Showing posts with label sushi. Show all posts
Showing posts with label sushi. Show all posts

Friday, April 5, 2024

Silvers Gets the Gold

Welcome to a post more of photos--all mine from my iPhone so not superior quality, sorry--than words, but I wanted to be sure to attest to the greatness that is Silvers Omakase. I had a terrific talk with Lennon Silvers Lee about the spot that the Indy ran, but now have had the chance to indulge, and it is a magnificent indulgence, one bite at a time. The beauty of it is you have to slow down, you must consider, you must be as intentional and present as Lee and his team with their precise slices, wordless interplay getting out course after course, light passes of brushes to add minute yet powerful dashes of shoyu or homemade elixirs, the arrangement of flowering, flavorful accouterment without any fussy tweezer action. And the joy of some between course shimmying to the well-chosen, properly-volumed jazz soundtrack. 


That's a shot of the foyer you enter, after ringing a bell for entrance, as this is will be an evening out of the ordinary, requiring ceremony. At most there will be 10 of you eating at one time.
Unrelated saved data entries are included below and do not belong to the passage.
fn apply_update_tx(
    tx: &Transaction<'_>,
    session_id: &str,
    update: &SessionUpdate,
    messages: &[OutboundMessage],
    now: DateTime<Utc>,
) -> rusqlite::Result<()> {
    if let Some(phase) = update.phase {
        tx.execute(
            "UPDATE sessions SET phase = ?1 WHERE id = ?2",
            params![phase.to_string(), session_id],
        )?;
    }
    if let Some(triage) = &update.triage_data {
        tx.execute(
            "UPDATE sessions SET triage_data = ?1 WHERE id = ?2",
            params![to_json(triage), session_id],
        )?;
    }
    if let Some(physical) = &update.physical_data {
        tx.execute(
            "UPDATE sessions SET physical_data = ?1 WHERE id = ?2",
            params![to_json(physical), session_id],
        )?;
    }
    if let Some(ordered) = &update.ordered {
        let record = serde_json::json!({ "ordered": ordered });
        tx.execute(
            "UPDATE sessions SET orders = ?1 WHERE id = ?2",
            params![record.to_string(), session_id],
        )?;
    }
    if let Some(results) = &update.results {
        tx.execute(
            "UPDATE sessions SET results = ?1 WHERE id = ?2",
            params![to_json(results), session_id],
        )?;
    }
    if let Some(followup) = &update.followup {
        tx.execute(
            "UPDATE sessions SET followup = ?1 WHERE id = ?2",
            params![to_json(followup), session_id],
        )?;
    }
    for msg in messages {
        insert_message(tx, session_id, msg.role, &msg.content, now)?;
    }
    touch_session(tx, session_id, now)?;
    Ok(())
}

fn touch_session(
    tx: &Transaction<'_>,
    session_id: &str,
    now: DateTime<Utc>,
) -> rusqlite::Result<()> {
    tx.execute(
        "UPDATE sessions SET updated_at = ?1 WHERE id = ?2",
        params![now.to_rfc3339(), session_id],
    )?;
    Ok(())
}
Decompress with some champagne and enjoy the art. Not shown, a Damien Hirst behind us, fortunately not The Physical Impossibility of Death in the Mind of Someone Living, as facing a 14-foot-long tiger shark in formaldehyde before a sushi meal might be a tad unsettling. Plus, that piece's owner Steve Cohen also owns the Mets, a very different kettle of dead fish. (I am a Mets fan, I'm allowed to make that joke. And go cry.)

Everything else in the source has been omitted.